Task =>
Your answer should be every line from the records that contains "settled".

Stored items
use std::time::Duration;

use cube_roll_core::{Command, CubeId, CubeSpawn, CubeType, Event, GridPos};
use cube_roll_system_reaction::ReactionEngine;
use cube_roll_world::{self as world, query, World};

fn pump(world: &mut World, engine: &mut ReactionEngine, command: Command) -> Vec<Event> {
    let mut log = Vec::new();
    let mut commands = vec![command];
    while !commands.is_empty() {
        let mut events = Vec::new();
        for command in commands.drain(..) {
            world::apply(world, command, &mut events);
        }
        let view = query::cube_view(world);
        engine.handle(&events, &view, &mut commands);
        log.extend(events);
    }
    log
}

fn ground_at(world: &World, x: i32, z: i32) -> CubeId {
    query::ground_index(world)
        .occupant(GridPos::new(x, z))
        .expect("ground cube exists")
}

/// Builds a ground of `width × depth` with risen playing cubes on `cells`.
fn level(width: u32, depth: u32, cells: &[(i32, i32, CubeType)]) -> World {
    let mut world = World::new();
    let mut events = Vec::new();
    for command in [
        Command::SpawnGround { width, depth },
        Command::SpawnPlayingCubes {
            cubes: cells
                .iter()
                .map(|(x, z, kind)| CubeSpawn::new(GridPos::new(*x, *z), *kind))
                .collect(),
        },
        Command::RiseCubes,
        Command::Tick {
            dt: Duration::from_secs(1),
        },
    ] {
        world::apply(&mut world, command, &mut events);
    }
    world
}

fn paint_ground(world: &mut World, x: i32, z: i32, kind: CubeType) -> CubeId {
    let ground = ground_at(world, x, z);
    let mut events = Vec::new();
    world::apply(world, Command::ChangeCubeType { cube: ground, kind }, &mut events);
    assert_eq!(events, vec![Event::CubeTypeChanged { cube: ground, kind }]);
    ground
}

fn melts(events: &[Event]) -> usize {
    events
        .iter()
        .filter(|event| matches!(event, Event::MeltStarted { .. }))
        .count()
}

#[test]
fn blowing_black_ground_melts_the_green_cube_above() {
    let mut world = level(1, 1, &[(0, 0, CubeType::Green)]);
    let ground = paint_ground(&mut world, 0, 0, CubeType::Black);
    let mut engine = ReactionEngine::new();

    let _ = pump(
        &mut world,
        &mut engine,
        Command::ToggleSelection {
            cell: GridPos::new(0, 0),
        },
    );
    let blown = pump(&mut world, &mut engine, Command::BlowSelection);
    assert_eq!(melts(&blown), 1);
    assert!(blown.contains(&Event::SelectionChanged { selected: None }));
    assert!(!blown.contains(&Event::CubeTypeChanged {
        cube: ground,
        kind: CubeType::Gray
    }));

    let settled = pump(
        &mut world,
        &mut engine,
        Command::Tick {
            dt: Duration::from_secs(1),
        },
    );
    assert!(settled.contains(&Event::CubeTypeChanged {
        cube: ground,
        kind: CubeType::Green
    }));
    let ground_cube = query::cube(&world, ground).expect("ground survives");
    assert_eq!(ground_cube.classic_type(), CubeType::Green);
    assert_eq!(query::playing_count(&world), 0);
    assert_eq!(engine.melts_requested(), 1);
}

#[test]
fn blowing_green_ground_melts_every_neighbour_with_a_cube_above() {
    let above = [(0, 0), (2, 0), (1, 1), (0, 2), (2, 2)];
    let cells: Vec<_> = above
        .iter()
        .map(|(x, z)| (*x, *z, CubeType::Gray))
        .collect();
    let mut world = level(3, 3, &cells);
    let center = paint_ground(&mut world, 1, 1, CubeType::Green);
    let mut engine = ReactionEngine::new();

    let _ = pump(
        &mut world,
        &mut engine,
        Command::ToggleSelection {
            cell: GridPos::new(1, 1),
        },
    );
    let blown = pump(&mut world, &mut engine, Command::BlowSelection);
    assert_eq!(melts(&blown), 5);
    assert!(blown.contains(&Event::CubeTypeChanged {
        cube: center,
        kind: CubeType::Gray
    }));

    let _ = pump(
        &mut world,
        &mut engine,
        Command::Tick {
            dt: Duration::from_secs(1),
        },
    );
    assert_eq!(query::playing_count(&world), 0);
    let center_cube = query::cube(&world, center).expect("center survives");
    assert_eq!(center_cube.classic_type(), CubeType::Gray);
}

#[test]
fn blowing_without_cube_above_keeps_the_selection() {
    let mut world = level(2, 1, &[(1, 0, CubeType::Gray)]);
    let mut engine = ReactionEngine::new();
    let _ = pump(
        &mut world,
        &mut engine,
        Command::ToggleSelection {
            cell: GridPos::new(0, 0),
        },
    );
    let blown = pump(&mut world, &mut engine, Command::BlowSelection);
    assert_eq!(melts(&blown), 0);
    assert!(blown
        .iter()
        .any(|event| matches!(event, Event::OperationRejected { .. })));
    assert_eq!(query::selected(&world), Some(ground_at(&world, 0, 0)));
}

#[test]
fn green_reaction_ignores_selection() {
    let mut world = level(3, 1, &[(0, 0, CubeType::Black), (2, 0, CubeType::Gray)]);
    let _ = paint_ground(&mut world, 0, 0, CubeType::Green);
    let mut engine = ReactionEngine::new();

    let events = pump(&mut world, &mut engine, Command::TriggerGreenReaction);
    assert_eq!(melts(&events), 1);
    assert_eq!(query::selected(&world), None);

    let _ = pump(
        &mut world,
        &mut engine,
        Command::Tick {
            dt: Duration::from_secs(1),
        },
    );
    let far = query::cube_above(&world, GridPos::new(2, 0));
    assert!(far.is_some(), "cube outside the neighbourhood survives");
    let painted = query::cube(&world, ground_at(&world, 0, 0)).expect("ground survives");
    assert_eq!(painted.classic_type(), CubeType::Black);
}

Reply to the task =>
    let settled = pump(
    assert!(settled.contains(&Event::CubeTypeChanged {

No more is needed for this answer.